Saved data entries
= = = = =

//! Where raw purchases come from.
//!
//! Sources page through the remote purchase list newest first. The pipeline
//! only sees the `PurchaseSource` capability, so tests can replay fixtures
//! instead of talking to the live endpoint.

pub mod fixture;
pub mod http;

use std::time::Duration;

use crate::error::{Result, SudsError};
use crate::models::RawEntry;

pub use fixture::FixtureSource;
pub use http::HttpSource;

pub trait PurchaseSource {
    /// Every entry across all pages, newest first.
    fn fetch_all(&mut self) -> Result<Vec<RawEntry>>;

    /// Entries newer than `known_id`, newest first. Paging stops as soon as
    /// `known_id` shows up; that entry itself is not returned.
    fn fetch_since(&mut self, known_id: Option<&str>) -> Result<Vec<RawEntry>>;
}

/// Bounded retry with linear backoff: `delay * attempt` between tries.
#[derive(Debug, Clone, Copy)]
pub struct RetryPolicy {
    pub retries: u32,
    pub delay: Duration,
}

impl RetryPolicy {
    pub fn delay_for_attempt(&self, attempt: u32) -> Duration {
        self.delay * attempt
    }

    /// Runs `op` until it succeeds or `retries` extra attempts are used up,
    /// then surfaces the last failure as a source error.
    pub fn run<T>(&self, what: &str, mut op: impl FnMut() -> Result<T>) -> Result<T> {
        let mut attempt = 0;
        loop {
            match op() {
                Ok(value) => return Ok(value),
                Err(e) if attempt < self.retries => {
                    attempt += 1;
                    let wait = self.delay_for_attempt(attempt);
                    tracing::warn!(%what, attempt, error = %e, ?wait, "retrying");
                    std::thread::sleep(wait);
                }
                Err(e) => {
                    return Err(SudsError::Source(format!(
                        "{what} failed after {} attempts: {e}",
                        attempt + 1
                    )))
                }
            }
        }
    }
}

/// Walks pages 1..=max_pages, stopping at an empty page or at `known_id`.
pub(crate) fn collect_pages(
    max_pages: u32,
    known_id: Option<&str>,
    mut fetch_page: impl FnMut(u32) -> Result<Vec<RawEntry>>,
) -> Result<Vec<RawEntry>> {
    let known_id = known_id.map(str::trim).filter(|id| !id.is_empty());
    let mut collected = Vec::new();

    for page_num in 1..=max_pages {
        let page = fetch_page(page_num)?;
        tracing::debug!(page = page_num, entries = page.len(), "fetched page");
        if page.is_empty() {
            break;
        }
        for entry in page {
            if known_id.is_some_and(|known| entry.transaction_id.trim() == known) {
                tracing::info!(page = page_num, "reached latest known transaction");
                return Ok(collected);
            }
            collected.push(entry);
        }
    }
    Ok(collected)
}
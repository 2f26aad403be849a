use std::ops::RangeInclusive;

use chrono::{NaiveDate, NaiveTime};
use rust_decimal::Decimal;
use serde::{Deserialize, Serialize};

use crate::error::{Result, SudsError};

pub const BAY_NUMBERS: RangeInclusive<u8> = 1..=7;
pub const VACUUM_NUMBERS: RangeInclusive<u8> = 1..=6;

/// One purchase row exactly as the source rendered it. Nothing is parsed.
#[derive(Debug, Clone, Default, PartialEq, Eq, Serialize, Deserialize)]
pub struct RawEntry {
    #[serde(default)]
    pub transaction_id: String,
    #[serde(default)]
    pub datetime: String,
    #[serde(default)]
    pub cardholder: String,
    /// Source-side type column; carried through but never interpreted.
    #[serde(rename = "type", default, skip_serializing_if = "String::is_empty")]
    pub kind: String,
    #[serde(default)]
    pub total: String,
    #[serde(default)]
    pub details_text: String,
}

/// Dedup identity for raw entries. The source reuses transaction ids now and
/// then, so the id alone is not enough.
pub type RawKey = (String, String, String, String);

impl RawEntry {
    pub fn key(&self) -> RawKey {
        (
            self.transaction_id.trim().to_string(),
            self.datetime.trim().to_string(),
            self.cardholder.trim().to_string(),
            self.total.trim().to_string(),
        )
    }

    /// Human-readable handle for error messages: the id when there is one,
    /// otherwise the position plus the fields a person would search for.
    pub fn label(&self, index: usize) -> String {
        let id = self.transaction_id.trim();
        if id.is_empty() {
            format!(
                "#{index} ({}, {})",
                self.datetime.trim(),
                self.cardholder.trim()
            )
        } else {
            id.to_string()
        }
    }
}

#[derive(Debug, Clone, Copy, PartialEq, Eq, Serialize, Deserialize)]
pub enum PurchaseType {
    #[serde(rename = "V")]
    Vacuum,
    #[serde(rename = "W")]
    Wash,
}

impl PurchaseType {
    pub fn code(&self) -> &'static str {
        match self {
            Self::Vacuum => "V",
            Self::Wash => "W",
        }
    }

    pub fn from_code(code: &str) -> Option<Self> {
        match code {
            "V" => Some(Self::Vacuum),
            "W" => Some(Self::Wash),
            _ => None,
        }
    }
}

#[derive(Debug, Clone, PartialEq, Eq, Serialize, Deserialize)]
pub struct WashBayPurchase {
    pub bay_number: u8,
    pub wash_purchase_total: Decimal,
}

/// What was bought. A purchase is a vacuum or a set of bay washes, never both.
#[derive(Debug, Clone, PartialEq, Eq, Serialize, Deserialize)]
#[serde(tag = "purchase_type")]
pub enum PurchaseDetail {
    #[serde(rename = "V")]
    Vacuum { vacuum_number: u8 },
    #[serde(rename = "W")]
    Wash {
        wash_bay_purchases: Vec<WashBayPurchase>,
    },
}

impl PurchaseDetail {
    pub fn purchase_type(&self) -> PurchaseType {
        match self {
            Self::Vacuum { .. } => PurchaseType::Vacuum,
            Self::Wash { .. } => PurchaseType::Wash,
        }
    }
}

#[derive(Debug, Clone, PartialEq, Eq, Serialize, Deserialize)]
pub struct Purchase {
    pub transaction_id: i64,
    pub purchase_date: NaiveDate,
    pub purchase_time: NaiveTime,
    pub cardholder_name: String,
    /// Text, so "0420" keeps its leading zero.
    pub cardholder_last4: String,
    pub total_amount: Decimal,
    #[serde(flatten)]
    pub detail: PurchaseDetail,
}

impl Purchase {
    pub fn purchase_type(&self) -> PurchaseType {
        self.detail.purchase_type()
    }

    pub fn vacuum_number(&self) -> Option<u8> {
        match &self.detail {
            PurchaseDetail::Vacuum { vacuum_number } => Some(*vacuum_number),
            PurchaseDetail::Wash { .. } => None,
        }
    }

    pub fn wash_bay_purchases(&self) -> &[WashBayPurchase] {
        match &self.detail {
            PurchaseDetail::Vacuum { .. } => &[],
            PurchaseDetail::Wash { wash_bay_purchases } => wash_bay_purchases,
        }
    }

    /// Checks the invariants every stored purchase must hold.
    pub fn validate(&self) -> Result<()> {
        let id = self.transaction_id;
        match &self.detail {
            PurchaseDetail::Vacuum { vacuum_number } => {
                if !VACUUM_NUMBERS.contains(vacuum_number) {
                    return Err(SudsError::Integrity(format!(
                        "transaction {id}: vacuum number {vacuum_number} outside {}..={}",
                        VACUUM_NUMBERS.start(),
                        VACUUM_NUMBERS.end()
                    )));
                }
            }
            PurchaseDetail::Wash { wash_bay_purchases } => {
                if wash_bay_purchases.is_empty() {
                    return Err(SudsError::Integrity(format!(
                        "transaction {id}: wash purchase without bay lines"
                    )));
                }
                if let Some(bad) = wash_bay_purchases
                    .iter()
                    .find(|b| !BAY_NUMBERS.contains(&b.bay_number))
                {
                    return Err(SudsError::Integrity(format!(
                        "transaction {id}: bay number {} outside {}..={}",
                        bad.bay_number,
                        BAY_NUMBERS.start(),
                        BAY_NUMBERS.end()
                    )));
                }
                let sum: Decimal = wash_bay_purchases
                    .iter()
                    .map(|b| b.wash_purchase_total)
                    .sum();
                if sum.round_dp(2) != self.total_amount.round_dp(2) {
                    return Err(SudsError::Integrity(format!(
                        "transaction {id}: bay totals sum to {sum} but total is {}",
                        self.total_amount
                    )));
                }
            }
        }
        Ok(())
    }
}

#[cfg(test)]
mod tests {
    use super::*;
    use rust_decimal_macros::dec;

    fn wash(total: Decimal, bays: &[(u8, Decimal)]) -> Purchase {
        Purchase {
            transaction_id: 7,
            purchase_date: NaiveDate::from_ymd_opt(2025, 11, 26).unwrap(),
            purchase_time: NaiveTime::from_hms_opt(21, 32, 0).unwrap(),
            cardholder_name: "EMV-TAP".into(),
            cardholder_last4: "0420".into(),
            total_amount: total,
            detail: PurchaseDetail::Wash {
                wash_bay_purchases: bays
                    .iter()
                    .map(|(n, t)| WashBayPurchase {
                        bay_number: *n,
                        wash_purchase_total: *t,
                    })
                    .collect(),
            },
        }
    }

    #[test]
    fn test_raw_key_trims_fields() {
        let a = RawEntry {
            transaction_id: " 12 ".into(),
            datetime: "11/26/2025, 9:32 PM".into(),
            cardholder: "EMV-TAP (0420)".into(),
            total: "$3.75 ".into(),
            ..Default::default()
        };
        let b = RawEntry {
            transaction_id: "12".into(),
            total: "$3.75".into(),
            ..a.clone()
        };
        assert_eq!(a.key(), b.key());
    }

    #[test]
    fn test_label_falls_back_to_position() {
        let entry = RawEntry {
            datetime: "11/26/2025, 9:32 PM".into(),
            cardholder: "EMV-TAP (0420)".into(),
            ..Default::default()
        };
        assert_eq!(entry.label(4), "#4 (11/26/2025, 9:32 PM, EMV-TAP (0420))");
    }

    #[test]
    fn test_validate_wash_sum_mismatch() {
        let p = wash(dec!(5.00), &[(3, dec!(3.00)), (4, dec!(1.00))]);
        let err = p.validate().unwrap_err();
        assert!(matches!(err, SudsError::Integrity(_)));
    }

    #[test]
    fn test_validate_bay_range() {
        let p = wash(dec!(1.00), &[(8, dec!(1.00))]);
        assert!(p.validate().is_err());
        let ok = wash(dec!(2.50), &[(7, dec!(1.25)), (1, dec!(1.25))]);
        assert!(ok.validate().is_ok());
    }

    #[test]
    fn test_json_shape_vacuum() {
        let p = Purchase {
            detail: PurchaseDetail::Vacuum { vacuum_number: 3 },
            total_amount: dec!(1.50),
            ..wash(dec!(0), &[])
        };
        let json = serde_json::to_value(&p).unwrap();
        assert_eq!(json["purchase_type"], "V");
        assert_eq!(json["vacuum_number"], 3);
        assert_eq!(json["cardholder_last4"], "0420");
        assert_eq!(json["purchase_date"], "2025-11-26");
        assert_eq!(json["purchase_time"], "21:32:00");
        assert!(json.get("wash_bay_purchases").is_none());
    }

    #[test]
    fn test_reads_legacy_records_with_both_fields() {
        let json = r#"{
            "transaction_id": 2085361712,
            "purchase_date": "2025-11-26",
            "purchase_time": "22:31:00",
            "cardholder_name": "EMV-TAP",
            "cardholder_last4": "0420",
            "total_amount": 3.75,
            "purchase_type": "W",
            "vacuum_number": null,
            "wash_bay_purchases": [{"bay_number": 5, "wash_purchase_total": 3.75}]
        }"#;
        let p: Purchase = serde_json::from_str(json).unwrap();
        assert_eq!(p.purchase_type(), PurchaseType::Wash);
        assert_eq!(p.wash_bay_purchases()[0].bay_number, 5);
        assert_eq!(p.total_amount, dec!(3.75));
        assert_eq!(p.vacuum_number(), None);
    }
}
use crate::cli::Context;
use crate::error::Result;
use crate::fmt::format_bytes;
use crate::pipeline::load_raw_or_empty;
use crate::reports::store_summary;

pub fn run() -> Result<()> {
    let ctx = Context::load()?;
    let data_dir = ctx.settings.data_dir();
    let db_path = ctx.settings.db_path();
    let artifacts = ctx.pipeline.artifacts();

    println!("Data dir:   {}", data_dir.display());
    println!("Database:   {}", db_path.display());
    println!(
        "Source:     {}",
        ctx.settings.source.endpoint.as_deref().unwrap_or("(not set)")
    );

    let raw = load_raw_or_empty(artifacts)?;
    let cleaned = artifacts.load_cleaned()?;
    let delta = artifacts.load_delta()?;

    println!();
    println!("Raw entries:   {}", raw.len());
    match &cleaned {
        Some(history) => {
            println!("Cleaned:       {}", history.len());
            match history.first() {
                Some(head) => println!("Watermark:     {}", head.transaction_id),
                None => println!("Watermark:     (none)"),
            }
        }
        None => println!("Cleaned:       (never run)"),
    }
    match &delta {
        Some(d) => println!("Last delta:    {}", d.len()),
        None => println!("Last delta:    (none)"),
    }

    if db_path.exists() {
        let size = std::fs::metadata(&db_path)?.len();
        println!("DB size:       {}", format_bytes(size));

        let conn = ctx.connection()?;
        let summary = store_summary(&conn)?;
        println!();
        println!("Purchases:     {}", summary.purchases);
        println!("Vacuum rows:   {}", summary.vacuums);
        println!("Wash bay rows: {}", summary.wash_bays);
        if let (Some(first), Some(last)) = (&summary.first_date, &summary.last_date) {
            println!("Date range:    {first} to {last}");
        }
        if let Some(load) = summary.last_load {
            println!(
                "Last load:     {} ({}, {} purchases)",
                load.loaded_at, load.mode, load.purchase_count
            );
        }
        match super::backup::latest_backup(&super::backup::backups_dir(&data_dir)) {
            Some(path) => println!("Last backup:   {}", path.display()),
            None => println!("Last backup:   (none)"),
        }
    } else {
        println!();
        println!("Database not found. Run `suds init` to set up.");
    }

    Ok(())
}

= = = = =

Copy all lines of the records in which the string "Watermark" can be found.

                Some(head) => println!("Watermark:     {}", head.transaction_id),
                None => println!("Watermark:     (none)"),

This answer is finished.